Python Data Analysis notes-retrieval, processing and storage of data

Source: Internet
Author: User

Data retrieval, processing and storage 1. Write to a CSV file using NumPy and Pandas

To write to the CSV file, NumPy's Savetxt () function is a function that corresponds to Loadtxt (), and he can save the array in a partition file format such as CSV:

Np.savetxt ('np.csv', a,fmt='%.2f', delimiter=' , ', header='#1, #2, #3, #4")

In the above function call, we specify the name, array, optional format, spacer (the default is a space character) and an optional caption for the file to hold the array.

Use a random array to create the pandas DataFrame, as follows:

DF=PD. DataFrame (a)

Use Pandas's To_csv () method to generate a dataframe for a CSV file

Df.to_csv ('pd.csv', float_format='%.2f', na_rep=' nan! ")

For this method, we need to provide a file name, an optional format string similar to the format parameter of the Savetxt () function of NumPy, and an optional strings representing Nan.

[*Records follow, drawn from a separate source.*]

//! Error types for the refresh pipeline.

use thiserror::Error;

/// Main error type for fxrefresh operations.
#[derive(Error, Debug, Clone, PartialEq, Eq)]
pub enum RefreshError {
    /// Base currency is not in the supported allow-list.
    #[error("Unsupported base currency: {0}")]
    UnsupportedBaseCurrency(String),

    /// Secondary currency is not in the supported allow-list.
    #[error("Unsupported secondary currency: {0}")]
    UnsupportedSecondaryCurrency(String),

    /// No record matches the lookup.
    #[error("No record was found")]
    NoRecord,

    /// Storage backend failure.
    #[error("Database error: {0}")]
    Database(String),

    /// Stored row could not be decoded into a record.
    #[error("Invalid stored record: {0}")]
    InvalidRecord(String),

    /// The refresh queue no longer accepts work.
    #[error("Refresh queue is closed")]
    QueueClosed,

    /// Service is not running.
    #[error("Service unavailable")]
    ServiceUnavailable,

    /// Worker pool was already started.
    #[error("Worker pool already started")]
    AlreadyStarted,

    /// Rate provider failure surfaced to a caller.
    #[error("Rate provider error: {0}")]
    Provider(String),

    /// Configuration error.
    #[error("Configuration error: {0}")]
    Configuration(String),
}

impl RefreshError {
    /// Validation errors are the caller's fault and should not be retried.
    pub fn is_validation(&self) -> bool {
        matches!(
            self,
            RefreshError::UnsupportedBaseCurrency(_) | RefreshError::UnsupportedSecondaryCurrency(_)
        )
    }

    /// Check if this error is retryable.
    pub fn is_retryable(&self) -> bool {
        matches!(
            self,
            RefreshError::Database(_)
                | RefreshError::ServiceUnavailable
                | RefreshError::Provider(_)
        )
    }

    /// Stable error code for logs and external callers.
    pub fn error_code(&self) -> &'static str {
        match self {
            RefreshError::UnsupportedBaseCurrency(_) => "UNSUPPORTED_BASE_CURRENCY",
            RefreshError::UnsupportedSecondaryCurrency(_) => "UNSUPPORTED_SECONDARY_CURRENCY",
            RefreshError::NoRecord => "NO_RECORD",
            RefreshError::Database(_) => "DATABASE_ERROR",
            RefreshError::InvalidRecord(_) => "INVALID_RECORD",
            RefreshError::QueueClosed => "QUEUE_CLOSED",
            RefreshError::ServiceUnavailable => "SERVICE_UNAVAILABLE",
            RefreshError::AlreadyStarted => "ALREADY_STARTED",
            RefreshError::Provider(_) => "PROVIDER_ERROR",
            RefreshError::Configuration(_) => "CONFIGURATION_ERROR",
        }
    }
}

/// Result type alias for fxrefresh operations.
pub type Result<T> = std::result::Result<T, RefreshError>;

#[cfg(test)]
mod tests {
    use super::*;

    #[test]
    fn test_error_classification() {
        assert!(RefreshError::UnsupportedBaseCurrency("USD".into()).is_validation());
        assert!(!RefreshError::NoRecord.is_validation());
        assert!(RefreshError::Database("connection refused".into()).is_retryable());
        assert!(!RefreshError::NoRecord.is_retryable());
    }

    #[test]
    fn test_error_codes() {
        assert_eq!(
            RefreshError::UnsupportedSecondaryCurrency("XXX".into()).error_code(),
            "UNSUPPORTED_SECONDARY_CURRENCY"
        );
        assert_eq!(RefreshError::QueueClosed.error_code(), "QUEUE_CLOSED");
    }
}
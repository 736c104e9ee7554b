//! Service lifecycle state.

use std::sync::Arc;

use parking_lot::RwLock;

/// Operational state of a [`RefreshService`](crate::RefreshService).
#[derive(Debug, Clone, Copy, PartialEq, Eq)]
pub enum ServiceState {
    /// Built, worker pool not started yet.
    Starting,
    /// Accepting refresh requests.
    Running,
    /// Shutdown requested, waiting for workers to exit.
    ShuttingDown,
    /// Every worker has exited.
    Stopped,
}

impl ServiceState {
    /// Check if the service is accepting new refresh requests.
    pub fn accepts_requests(&self) -> bool {
        matches!(self, ServiceState::Running)
    }

    /// Check if the service is in a terminal state.
    pub fn is_terminal(&self) -> bool {
        matches!(self, ServiceState::Stopped)
    }

    pub fn as_str(&self) -> &'static str {
        match self {
            ServiceState::Starting => "starting",
            ServiceState::Running => "running",
            ServiceState::ShuttingDown => "shutting_down",
            ServiceState::Stopped => "stopped",
        }
    }
}

/// State shared between the service and its recorder.
pub type SharedState = Arc<RwLock<ServiceState>>;
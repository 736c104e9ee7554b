//! Refresh service: owns the queue, recorder and worker pool and drives their
//! lifecycle.

use std::sync::Arc;
use std::time::Duration;

use fxrefresh_common::{Currency, CurrencyRegistry, Record, RecordIdentifier, RefreshError, Result};
use fxrefresh_provider::RateProvider;
use fxrefresh_store::RecordStore;
use parking_lot::RwLock;
use tokio::sync::Mutex;
use tokio_util::sync::CancellationToken;
use tracing::{info, instrument, warn};

use crate::config::PipelineConfig;
use crate::consumer::{Consumer, ConsumerConfig, PoolCompletion};
use crate::metrics::{Metrics, MetricsSnapshot, SharedMetrics};
use crate::queue::{refresh_queue, QueueSender};
use crate::recorder::Recorder;
use crate::state::{ServiceState, SharedState};

/// The asynchronous refresh pipeline.
pub struct RefreshService {
    state: SharedState,
    shutdown: CancellationToken,
    recorder: Arc<Recorder>,
    consumer: Consumer,
    completion: Mutex<Option<PoolCompletion>>,
    queue: QueueSender,
    provider: Arc<dyn RateProvider>,
    metrics: SharedMetrics,
}

impl RefreshService {
    /// Wire a service. Nothing runs until [`start`](Self::start).
    ///
    /// Fails with `Configuration` if the pipeline sizing is invalid.
    pub fn new(
        config: &PipelineConfig,
        store: Arc<dyn RecordStore>,
        provider: Arc<dyn RateProvider>,
        registry: Arc<CurrencyRegistry>,
    ) -> Result<Self> {
        config.validate().map_err(RefreshError::Configuration)?;

        let state: SharedState = Arc::new(RwLock::new(ServiceState::Starting));
        let shutdown = CancellationToken::new();
        let metrics: SharedMetrics = Arc::new(Metrics::new());

        let (queue, receiver) = refresh_queue(config.queue_capacity, shutdown.clone());

        let recorder = Arc::new(Recorder::new(
            store,
            registry,
            queue.clone(),
            state.clone(),
            metrics.clone(),
        ));

        let (consumer, completion) = Consumer::new(
            ConsumerConfig {
                workers: config.workers,
            },
            shutdown.clone(),
            receiver,
            provider.clone(),
            recorder.clone(),
            metrics.clone(),
        );

        Ok(Self {
            state,
            shutdown,
            recorder,
            consumer,
            completion: Mutex::new(Some(completion)),
            queue,
            provider,
            metrics,
        })
    }

    /// Start the worker pool and begin accepting requests.
    #[instrument(skip(self))]
    pub fn start(&self) -> Result<()> {
        // Held across the pool start so a concurrent `stop` sees either
        // `Starting` with no workers or `Running` with all of them.
        let mut state = self.state.write();
        match *state {
            ServiceState::Starting => {}
            ServiceState::Running => return Err(RefreshError::AlreadyStarted),
            ServiceState::ShuttingDown | ServiceState::Stopped => {
                return Err(RefreshError::ServiceUnavailable)
            }
        }

        self.consumer.start()?;
        *state = ServiceState::Running;
        drop(state);

        info!(
            queue_capacity = self.queue.capacity(),
            provider = self.provider.name(),
            "Refresh service running"
        );
        Ok(())
    }

    /// Stop accepting requests, cancel the workers and wait for them to exit.
    ///
    /// Fetches already in progress are completed and recorded. Records still
    /// waiting in the queue stay `created`. Calling `stop` again is a no-op.
    #[instrument(skip(self))]
    pub async fn stop(&self) {
        {
            let mut state = self.state.write();
            if matches!(*state, ServiceState::ShuttingDown | ServiceState::Stopped) {
                return;
            }
            *state = ServiceState::ShuttingDown;
        }

        info!("Stopping refresh service");
        self.shutdown.cancel();

        // An unstarted pool still holds the sender, so its completion would
        // never fire.
        let completion = self.completion.lock().await.take();
        if let Some(completion) = completion {
            if self.consumer.is_started() {
                completion.wait().await;
            }
        }

        let abandoned = self.queue.len();
        if abandoned > 0 {
            warn!(abandoned, "Queued records left in created state");
        }

        *self.state.write() = ServiceState::Stopped;
        info!("Refresh service stopped");
    }

    /// Request-boundary API.
    pub fn recorder(&self) -> Arc<Recorder> {
        self.recorder.clone()
    }

    /// Get the current service state.
    pub fn state(&self) -> ServiceState {
        *self.state.read()
    }

    /// Check if the service is accepting requests.
    pub fn is_accepting_requests(&self) -> bool {
        self.state().accepts_requests()
    }

    /// Poll a record until it reaches a terminal state or `timeout` elapses.
    ///
    /// Returns the record as last seen, which is still `created` on timeout.
    pub async fn wait_for_terminal(
        &self,
        identifier: &RecordIdentifier,
        poll: Duration,
        timeout: Duration,
    ) -> Result<Record> {
        let deadline = tokio::time::Instant::now() + timeout;

        loop {
            let record = self.recorder.fetch(identifier).await?;
            if record.status.is_terminal() || tokio::time::Instant::now() >= deadline {
                return Ok(record);
            }
            tokio::time::sleep(poll).await;
        }
    }

    /// Currencies known to the rate provider.
    pub async fn provider_currencies(&self) -> Result<Vec<Currency>> {
        self.provider
            .supported_currencies()
            .await
            .map_err(|e| RefreshError::Provider(e.to_string()))
    }

    /// Get current metrics snapshot.
    pub fn metrics(&self) -> MetricsSnapshot {
        self.metrics.set_queue_depth(self.queue.len() as u64);
        self.metrics.snapshot()
    }

    /// Export metrics in Prometheus format.
    pub fn to_prometheus(&self) -> String {
        self.metrics.set_queue_depth(self.queue.len() as u64);
        self.metrics.to_prometheus()
    }
}
//! Bounded refresh queue between the recorder and the worker pool.
//!
//! A thin layer over a tokio mpsc channel that ties both ends to the
//! service's cancellation token. Producers wait while the queue is full;
//! consumers share one receiver.

use std::sync::Arc;

use fxrefresh_common::{Record, RefreshError, Result};
use tokio::sync::{mpsc, Mutex};
use tokio_util::sync::CancellationToken;

/// Create a queue holding at most `capacity` records.
///
/// # Panics
///
/// Panics if `capacity` is zero.
pub fn refresh_queue(capacity: usize, shutdown: CancellationToken) -> (QueueSender, QueueReceiver) {
    let (tx, rx) = mpsc::channel(capacity);

    let sender = QueueSender {
        tx,
        shutdown: shutdown.clone(),
    };
    let receiver = QueueReceiver {
        rx: Arc::new(Mutex::new(rx)),
        shutdown,
    };

    (sender, receiver)
}

/// Producer side of the refresh queue.
#[derive(Clone)]
pub struct QueueSender {
    tx: mpsc::Sender<Record>,
    shutdown: CancellationToken,
}

impl QueueSender {
    /// Enqueue a record, waiting for a free slot.
    ///
    /// Fails with `QueueClosed` once shutdown has been requested or every
    /// receiver is gone. A record that loses the race against shutdown is
    /// dropped.
    pub async fn push(&self, record: Record) -> Result<()> {
        if self.shutdown.is_cancelled() {
            return Err(RefreshError::QueueClosed);
        }

        tokio::select! {
            biased;
            _ = self.shutdown.cancelled() => Err(RefreshError::QueueClosed),
            sent = self.tx.send(record) => sent.map_err(|_| RefreshError::QueueClosed),
        }
    }

    /// Records currently waiting.
    pub fn len(&self) -> usize {
        self.tx.max_capacity() - self.tx.capacity()
    }

    pub fn is_empty(&self) -> bool {
        self.len() == 0
    }

    /// Maximum number of waiting records.
    pub fn capacity(&self) -> usize {
        self.tx.max_capacity()
    }
}

/// Consumer side of the refresh queue, shared by all workers.
#[derive(Clone)]
pub struct QueueReceiver {
    rx: Arc<Mutex<mpsc::Receiver<Record>>>,
    shutdown: CancellationToken,
}

impl QueueReceiver {
    /// Wait for the next record.
    ///
    /// Returns `None` once shutdown has been requested, even if records are
    /// still waiting, or when every sender is gone and the queue is drained.
    pub async fn pop(&self) -> Option<Record> {
        if self.shutdown.is_cancelled() {
            return None;
        }

        let mut rx = tokio::select! {
            biased;
            _ = self.shutdown.cancelled() => return None,
            rx = self.rx.lock() => rx,
        };

        tokio::select! {
            biased;
            _ = self.shutdown.cancelled() => None,
            record = rx.recv() => record,
        }
    }
}
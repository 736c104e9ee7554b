//! Rate provider trait and a programmable mock.

use async_trait::async_trait;
use fxrefresh_common::{Currency, CurrencyPair, Timestamp};
use rust_decimal::Decimal;
use serde::{Deserialize, Serialize};

use crate::error::ProviderResult;

/// A rate quoted by a provider.
#[derive(Debug, Clone, PartialEq, Serialize, Deserialize)]
pub struct ProviderRate {
    /// The priced pair.
    pub pair: CurrencyPair,
    /// Units of secondary currency per unit of base.
    pub value: Decimal,
    /// When the provider quoted the rate.
    pub quoted_at: Timestamp,
    /// Provider name.
    pub source: String,
}

/// Source of current exchange rates.
///
/// Implementations make a single call per request and keep no per-request
/// state; any failure is reported as a [`ProviderError`](crate::ProviderError).
#[async_trait]
pub trait RateProvider: Send + Sync {
    /// Get the provider name.
    fn name(&self) -> &str;

    /// Fetch the latest rate for a pair.
    async fn get_latest_rate(&self, pair: &CurrencyPair) -> ProviderResult<ProviderRate>;

    /// List every currency code the provider knows about.
    async fn supported_currencies(&self) -> ProviderResult<Vec<Currency>>;
}

#[cfg(any(test, feature = "test-utils"))]
pub use mock::MockRateProvider;

#[cfg(any(test, feature = "test-utils"))]
mod mock {
    use std::sync::atomic::{AtomicU64, AtomicUsize, Ordering};
    use std::time::Duration;

    use async_trait::async_trait;
    use dashmap::DashMap;
    use fxrefresh_common::{now, Currency, CurrencyPair};
    use rust_decimal::Decimal;

    use super::{ProviderRate, RateProvider};
    use crate::error::{ProviderError, ProviderResult};

    /// Mock rate provider for testing.
    pub struct MockRateProvider {
        name: String,
        rates: DashMap<CurrencyPair, Decimal>,
        failures: DashMap<CurrencyPair, ProviderError>,
        latency_ms: AtomicU64,
        calls: AtomicUsize,
    }

    impl MockRateProvider {
        /// Create a new mock provider.
        pub fn new(name: impl Into<String>) -> Self {
            Self {
                name: name.into(),
                rates: DashMap::new(),
                failures: DashMap::new(),
                latency_ms: AtomicU64::new(0),
                calls: AtomicUsize::new(0),
            }
        }

        /// Set a rate for a currency pair.
        pub fn set_rate(&self, pair: CurrencyPair, value: Decimal) {
            self.failures.remove(&pair);
            self.rates.insert(pair, value);
        }

        /// Make every request for `pair` fail with `error`.
        pub fn fail_pair(&self, pair: CurrencyPair, error: ProviderError) {
            self.failures.insert(pair, error);
        }

        /// Delay every response by `latency`.
        pub fn set_latency(&self, latency: Duration) {
            self.latency_ms
                .store(latency.as_millis() as u64, Ordering::SeqCst);
        }

        /// Number of `get_latest_rate` calls started so far.
        pub fn calls(&self) -> usize {
            self.calls.load(Ordering::SeqCst)
        }
    }

    #[async_trait]
    impl RateProvider for MockRateProvider {
        fn name(&self) -> &str {
            &self.name
        }

        async fn get_latest_rate(&self, pair: &CurrencyPair) -> ProviderResult<ProviderRate> {
            self.calls.fetch_add(1, Ordering::SeqCst);

            let latency = self.latency_ms.load(Ordering::SeqCst);
            if latency > 0 {
                tokio::time::sleep(Duration::from_millis(latency)).await;
            }

            if let Some(error) = self.failures.get(pair) {
                return Err(error.clone());
            }

            self.rates
                .get(pair)
                .map(|value| ProviderRate {
                    pair: pair.clone(),
                    value: *value,
                    quoted_at: now(),
                    source: self.name.clone(),
                })
                .ok_or_else(|| ProviderError::UnsupportedTargetCurrency(pair.secondary.to_string()))
        }

        async fn supported_currencies(&self) -> ProviderResult<Vec<Currency>> {
            let mut currencies: Vec<Currency> = self
                .rates
                .iter()
                .flat_map(|entry| [entry.key().base.clone(), entry.key().secondary.clone()])
                .collect();
            currencies.sort();
            currencies.dedup();
            Ok(currencies)
        }
    }
}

2.numpy.npy and Pandas DataFrame

In most cases, it is a good idea to save files in CSV format, because most programming languages and applications can handle this format, so it is very convenient to communicate. However, this format has a flaw, that is, its storage efficiency is not very high, because the CSV and other plain text format contains a large number of whitespace characters, and later invented some file formats, such as ZIP, bZIP and gzip, the compression rate has been significantly improved.

Import NumPy asNpimport Pandas asPD fromtempfile Import Namedtemporaryfile fromos.path Import getsizenp.random.seed ( the) A=NP.RANDOM.RANDN (365,4) Tmpf=namedtemporaryfile () np.savetxt (Tmpf,a,delimiter=',') Print ("Size CSV File", GetSize (tmpf.name)) Tmpf=namedtemporaryfile () np.save (tmpf,a) Tmpf.seek (0) Loaded=np.load (Tmpf) print ("Shape", Loaded.shape) print ("Size. npy file", GetSize (tmpf.name)) DF=PD. DataFrame (a) df.to_pickle (tmpf.name) print ("Size Pickled dataframe", GetSize (tmpf.name)) print ("DF from pickle\n", Pd.read_pickle (Tmpf.name))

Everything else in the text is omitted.